━━━ Records for processing
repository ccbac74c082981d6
//! Record store boundary.
//!
//! The store is the system of record: one item per job, keyed by `job_id`.
//! Implementations must provide per-key atomicity for conditional creates
//! and conditional partial updates; the orchestrator takes no locks of its
//! own.
//!
//! Failures carry the backend's own status code. Interpreting those codes
//! ("already exists", "not found", "condition failed") is the job of a
//! [`StatusTranslator`](crate::translator::StatusTranslator), never of the
//! orchestrator.

pub mod in_memory;
pub mod postgres;

use std::sync::Arc;

use async_trait::async_trait;

use jobwarden_core::{CreateItem, Item, UpsertItem};

pub use in_memory::InMemoryJobStore;
pub use postgres::PostgresJobStore;

/// Store operation error with the backend-specific status code.
#[derive(Debug, Clone, PartialEq, Eq, thiserror::Error)]
#[error("[{code}] {message}")]
pub struct StoreError {
    pub code: String,
    pub message: String,
}

impl StoreError {
    pub fn new(code: impl Into<String>, message: impl Into<String>) -> Self {
        Self {
            code: code.into(),
            message: message.into(),
        }
    }
}

/// Keyed item store.
#[async_trait]
pub trait JobStore: Send + Sync {
    /// Write a new item; fails if an item with the same key exists.
    async fn create_if_absent(&self, request: CreateItem) -> Result<(), StoreError>;

    /// Read the item stored under `key`.
    async fn get(&self, table_name: &str, key: &str) -> Result<Item, StoreError>;

    /// Merge the given attributes into the item under `key`, creating it if
    /// absent. When a condition is set, the item must exist and satisfy it.
    async fn upsert_partial(&self, request: UpsertItem) -> Result<(), StoreError>;
}

#[async_trait]
impl<S> JobStore for Arc<S>
where
    S: JobStore + ?Sized,
{
    async fn create_if_absent(&self, request: CreateItem) -> Result<(), StoreError> {
        (**self).create_if_absent(request).await
    }

    async fn get(&self, table_name: &str, key: &str) -> Result<Item, StoreError> {
        (**self).get(table_name, key).await
    }

    async fn upsert_partial(&self, request: UpsertItem) -> Result<(), StoreError> {
        (**self).upsert_partial(request).await
    }
}
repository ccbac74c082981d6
//! Job lifecycle error model.

use thiserror::Error;

/// Job lifecycle error.
///
/// Every operation resolves to one of these variants. Backend failures are
/// carried as strings so the taxonomy stays independent of any concrete
/// queue or store driver.
#[derive(Debug, Error, Clone, PartialEq, Eq)]
pub enum JobError {
    /// The request carried an empty `job_id`.
    #[error("missing job id")]
    MissingJobId,

    /// The request carried no usable queue receipt.
    #[error("invalid receipt info")]
    InvalidReceiptInfo,

    /// The requested record TTL was negative.
    #[error("invalid ttl: {0}")]
    InvalidTtl(String),

    /// A visibility duration was outside `[0, max_visibility_timeout]`.
    #[error("invalid duration: {0}")]
    InvalidDuration(String),

    /// The caller observed a stale `updated_time` (lost a write race).
    #[error("updation conflict: {0}")]
    UpdationConflict(String),

    /// A record with the same `job_id` already exists.
    #[error("duplicate job entry: {0}")]
    DuplicateJobEntry(String),

    /// The store rejected the initial record write for a reason other than a duplicate.
    #[error("job entry creation failed: {0}")]
    JobEntryCreationFailed(String),

    /// No record (or no record matching the delivery's fencing token) exists.
    #[error("record not found: {0}")]
    RecordNotFound(String),

    /// A stored item is missing attributes or has malformed values.
    #[error("invalid item: {0}")]
    InvalidItem(String),

    /// A status was unparseable or the requested transition is not allowed.
    #[error("invalid job status: {0}")]
    InvalidJobStatus(String),

    /// A queue message body could not be decoded.
    #[error("invalid envelope: {0}")]
    InvalidEnvelope(String),

    /// The record store failed.
    #[error("store error: {0}")]
    Store(String),

    /// The message queue failed.
    #[error("queue error: {0}")]
    Queue(String),
}

/// Coarse classification of [`JobError`] variants.
#[derive(Debug, Copy, Clone, PartialEq, Eq)]
pub enum ErrorCategory {
    /// Caller mistake; never retried.
    Validation,
    /// Race lost against another writer; re-read and retry.
    Conflict,
    /// Corrupt or drifted stored data; fatal for that read.
    Data,
    /// The record is not (yet) visible.
    NotFound,
    /// Queue or store unavailability.
    Collaborator,
}

impl JobError {
    pub fn invalid_ttl(msg: impl Into<String>) -> Self {
        Self::InvalidTtl(msg.into())
    }

    pub fn invalid_duration(msg: impl Into<String>) -> Self {
        Self::InvalidDuration(msg.into())
    }

    pub fn conflict(msg: impl Into<String>) -> Self {
        Self::UpdationConflict(msg.into())
    }

    pub fn not_found(job_id: impl Into<String>) -> Self {
        Self::RecordNotFound(job_id.into())
    }

    pub fn invalid_item(msg: impl Into<String>) -> Self {
        Self::InvalidItem(msg.into())
    }

    pub fn invalid_status(msg: impl Into<String>) -> Self {
        Self::InvalidJobStatus(msg.into())
    }

    pub fn invalid_envelope(msg: impl Into<String>) -> Self {
        Self::InvalidEnvelope(msg.into())
    }

    pub fn category(&self) -> ErrorCategory {
        match self {
            JobError::MissingJobId
            | JobError::InvalidReceiptInfo
            | JobError::InvalidTtl(_)
            | JobError::InvalidDuration(_) => ErrorCategory::Validation,
            JobError::UpdationConflict(_) | JobError::DuplicateJobEntry(_) => {
                ErrorCategory::Conflict
            }
            JobError::InvalidItem(_)
            | JobError::InvalidJobStatus(_)
            | JobError::InvalidEnvelope(_) => ErrorCategory::Data,
            JobError::RecordNotFound(_) => ErrorCategory::NotFound,
            JobError::JobEntryCreationFailed(_) | JobError::Store(_) | JobError::Queue(_) => {
                ErrorCategory::Collaborator
            }
        }
    }

    /// Only a not-found read may be retried by the claim repair loop.
    pub fn is_retryable(&self) -> bool {
        matches!(self, JobError::RecordNotFound(_))
    }
}
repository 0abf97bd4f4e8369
use anyhow::{anyhow, Result};
use std::path::Path;
use tokenizers::Tokenizer;

use kbqa_core::traits::TextTokenizer;

/// A `tokenizer.json` tokenizer used only to count and cut context tokens.
pub struct HfTokenizer { inner: Tokenizer }

impl HfTokenizer {
    pub fn from_file(path: &Path) -> Result<Self> {
        let inner = Tokenizer::from_file(path).map_err(|e| anyhow!("Failed to load tokenizer from {}: {}", path.display(), e))?;
        Ok(Self { inner })
    }
}

impl TextTokenizer for HfTokenizer {
    fn encode(&self, text: &str) -> Result<Vec<u32>> {
        let enc = self.inner.encode(text, false).map_err(|e| anyhow!("Tokenization failed: {}", e))?;
        Ok(enc.get_ids().to_vec())
    }

    fn decode(&self, ids: &[u32]) -> Result<String> {
        self.inner.decode(ids, true).map_err(|e| anyhow!("Detokenization failed: {}", e))
    }
}
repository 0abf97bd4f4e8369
use serde::{Deserialize, Serialize};

#[derive(Debug, Clone, Serialize, Deserialize, PartialEq, Eq)]
pub struct ChatMessage {
    pub role: String,
    pub content: String,
}

impl ChatMessage {
    pub fn system(content: &str) -> Self {
        Self { role: "system".to_string(), content: content.to_string() }
    }

    pub fn user(content: &str) -> Self {
        Self { role: "user".to_string(), content: content.to_string() }
    }
}

#[derive(Debug, Clone, Serialize)]
pub struct ChatRequest {
    pub model: String,
    pub messages: Vec<ChatMessage>,
    pub temperature: f32,
}

#[derive(Debug, Clone, Deserialize)]
pub struct ChatResponse {
    #[serde(default)]
    pub choices: Vec<ChatChoice>,
}

#[derive(Debug, Clone, Deserialize)]
pub struct ChatChoice {
    pub message: ChatReply,
}

#[derive(Debug, Clone, Deserialize)]
pub struct ChatReply {
    #[serde(default)]
    pub content: Option<String>,
}

impl ChatResponse {
    /// Text of the first choice, if the model produced any.
    pub fn first_content(&self) -> Option<&str> {
        self.choices.first().and_then(|c| c.message.content.as_deref())
    }
}
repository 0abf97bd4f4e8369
use anyhow::Result;
use std::sync::Arc;
use tantivy::{doc, Index, IndexReader, IndexWriter, ReloadPolicy};
use tantivy::schema::Field;
use tracing::debug;

use kbqa_core::corpus::Corpus;

use crate::tantivy_utils::{build_schema, register_tokenizer};

pub struct TantivyKeywordIndex {
	pub(crate) index: Index,
	pub(crate) reader: IndexReader,
	pub(crate) ord_field: Field,
	pub(crate) text_field: Field,
	pub(crate) corpus: Arc<Corpus>,
}

impl TantivyKeywordIndex {
	/// Index every non-empty unit of `corpus` into an in-memory index.
	pub fn build(corpus: Arc<Corpus>) -> Result<Self> {
		let schema = build_schema();
		let index = Index::create_in_ram(schema.clone());
		register_tokenizer(&index);
		let ord_field = schema.get_field("ord")?;
		let text_field = schema.get_field("text")?;

		let mut index_writer: IndexWriter = index.writer(50_000_000)?;
		let mut indexed = 0usize;
		for (ord, unit) in corpus.units().iter().enumerate() {
			if unit.text.trim().is_empty() { continue; }
			index_writer.add_document(doc!(
				ord_field => ord as u64,
				text_field => unit.text.clone(),
			))?;
			indexed += 1;
		}
		index_writer.commit()?;

		let reader = index.reader_builder().reload_policy(ReloadPolicy::Manual).try_into()?;
		debug!(indexed, total = corpus.len(), "keyword index built");
		Ok(Self { index, reader, ord_field, text_field, corpus })
	}

	pub fn corpus(&self) -> &Corpus { &self.corpus }
}
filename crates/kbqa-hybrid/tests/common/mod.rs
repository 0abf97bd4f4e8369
#![allow(dead_code)]

use std::collections::VecDeque;
use std::sync::atomic::{AtomicUsize, Ordering};
use std::sync::{Arc, Mutex};
use std::time::Duration;

use async_trait::async_trait;
use kbqa_core::config::PipelineConfig;
use kbqa_core::corpus::Corpus;
use kbqa_core::traits::{ChatModel, CrossEncoder, Embedder, TextTokenizer, VectorIndex, VectorMatch};
use kbqa_core::types::CorpusUnit;
use kbqa_hybrid::{Pipeline, Services};
use kbqa_text::TantivyKeywordIndex;

pub fn manual_corpus() -> Arc<Corpus> {
    let rows = [
        ("manual.md", 0, "Cleaning", "Rinse the brew group under warm water every week."),
        ("manual.md", 1, "Cleaning", "Run the descaling program when the descale light blinks."),
        ("manual.md", 2, "Cleaning", "Empty the drip tray after descaling."),
        ("manual.md", 3, "Grinder", "Turn the grinder dial to adjust coarseness."),
        ("faq.md", 0, "Errors", "A blinking red light means the water tank is empty."),
        ("faq.md", 1, "Errors", "A steady red light means the brew group is missing."),
    ];
    Arc::new(Corpus::from_units(
        rows.iter()
            .map(|(s, i, sec, t)| CorpusUnit { source: (*s).into(), block_idx: *i, section_path: (*sec).into(), text: (*t).into() })
            .collect(),
    ))
}

/// One token per character.
pub struct CharTokenizer;

impl TextTokenizer for CharTokenizer {
    fn encode(&self, text: &str) -> anyhow::Result<Vec<u32>> {
        Ok(text.chars().map(u32::from).collect())
    }
    fn decode(&self, ids: &[u32]) -> anyhow::Result<String> {
        Ok(ids.iter().filter_map(|&c| char::from_u32(c)).collect())
    }
}

pub struct ConstEmbedder;

impl Embedder for ConstEmbedder {
    fn dim(&self) -> usize { 4 }
    fn max_len(&self) -> usize { 64 }
    fn embed_batch(&self, texts: &[String]) -> anyhow::Result<Vec<Vec<f32>>> {
        Ok(texts.iter().map(|_| vec![1.0, 0.0, 0.0, 0.0]).collect())
    }
}

/// Returns the corpus in order with growing distances, or fails on demand.
pub struct MemoryVectorIndex {
    pub corpus: Arc<Corpus>,
    pub fail: bool,
}

#[async_trait]
impl VectorIndex for MemoryVectorIndex {
    async fn query(&self, _embedding: &[f32], k: usize) -> anyhow::Result<Vec<VectorMatch>> {
        if self.fail {
            anyhow::bail!("vector table missing");
        }
        Ok(self
            .corpus
            .units()
            .iter()
            .take(k)
            .enumerate()
            .map(|(i, u)| VectorMatch { id: u.chunk_id(), metadata: u.unit_ref(), distance: 0.1 * f32::from(u16::try_from(i).unwrap_or(u16::MAX)), text: u.text.clone() })
            .collect())
    }
}

/// Gives every candidate the same score.
pub struct UniformScorer(pub f32);

impl CrossEncoder for UniformScorer {
    fn score(&self, _query: &str, candidates: &[&str]) -> anyhow::Result<Vec<f32>> {
        Ok(vec![self.0; candidates.len()])
    }
}

pub enum Reply {
    Text(String),
    Fail(String),
    Hang,
}

/// Replays canned replies in order and records every prompt it receives.
#[derive(Default)]
pub struct ScriptedChat {
    replies: Mutex<VecDeque<Reply>>,
    calls: AtomicUsize,
    prompts: Mutex<Vec<(String, String)>>,
}

impl ScriptedChat {
    pub fn new(replies: Vec<Reply>) -> Arc<Self> {
        Arc::new(Self { replies: Mutex::new(replies.into()), ..Self::default() })
    }

    pub fn texts(replies: &[&str]) -> Arc<Self> {
        Self::new(replies.iter().map(|r| Reply::Text((*r).to_string())).collect())
    }

    pub fn calls(&self) -> usize {
        self.calls.load(Ordering::SeqCst)
    }

    pub fn user_prompts(&self) -> Vec<String> {
        self.prompts.lock().expect("lock").iter().map(|(_, u)| u.clone()).collect()
    }
}

#[async_trait]
impl ChatModel for ScriptedChat {
    async fn complete(&self, system_prompt: &str, user_prompt: &str) -> anyhow::Result<String> {
        self.calls.fetch_add(1, Ordering::SeqCst);
        self.prompts.lock().expect("lock").push((system_prompt.to_string(), user_prompt.to_string()));
        let next = self.replies.lock().expect("lock").pop_front();
        match next {
            Some(Reply::Text(t)) => Ok(t),
            Some(Reply::Fail(m)) => Err(anyhow::anyhow!(m)),
            Some(Reply::Hang) => {
                tokio::time::sleep(Duration::from_secs(30)).await;
                Ok(String::new())
            }
            None => Err(anyhow::anyhow!("no scripted reply left")),
        }
    }
}

pub fn test_config() -> PipelineConfig {
    let mut cfg = PipelineConfig::default();
    cfg.timeouts.chat_ms = 200;
    cfg
}

pub struct Harness {
    pub pipeline: Pipeline,
    pub answer_llm: Arc<ScriptedChat>,
    pub router_llm: Arc<ScriptedChat>,
}

pub fn harness(score: f32, answer_llm: Arc<ScriptedChat>, router_llm: Arc<ScriptedChat>) -> Harness {
    harness_with(test_config(), score, false, answer_llm, router_llm)
}

pub fn harness_with(
    config: PipelineConfig,
    score: f32,
    vector_fails: bool,
    answer_llm: Arc<ScriptedChat>,
    router_llm: Arc<ScriptedChat>,
) -> Harness {
    let corpus = manual_corpus();
    let services = Services {
        embedder: Arc::new(ConstEmbedder),
        vector_index: Arc::new(MemoryVectorIndex { corpus: Arc::clone(&corpus), fail: vector_fails }),
        keyword_index: Arc::new(TantivyKeywordIndex::build(Arc::clone(&corpus)).expect("keyword index")),
        cross_encoder: Arc::new(UniformScorer(score)),
        tokenizer: Arc::new(CharTokenizer),
        answer_llm: answer_llm.clone(),
        router_llm: router_llm.clone(),
    };
    let pipeline = Pipeline::new(config, corpus, services).expect("pipeline");
    Harness { pipeline, answer_llm, router_llm }
}
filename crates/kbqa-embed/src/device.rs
use candle_core::Device;
use tracing::info;

pub fn select_device() -> Device {
    #[cfg(feature = "metal")]
    {
        if let Ok(dev) = Device::new_metal(0) { info!("device: Metal (MPS)"); return dev; }
    }
    info!("device: CPU");
    Device::Cpu
}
━━━━━━
Task goal: Lines with "UniformScorer": return each one from the data above.

Task answer:
pub struct UniformScorer(pub f32);
impl CrossEncoder for UniformScorer {
        cross_encoder: Arc::new(UniformScorer(score)),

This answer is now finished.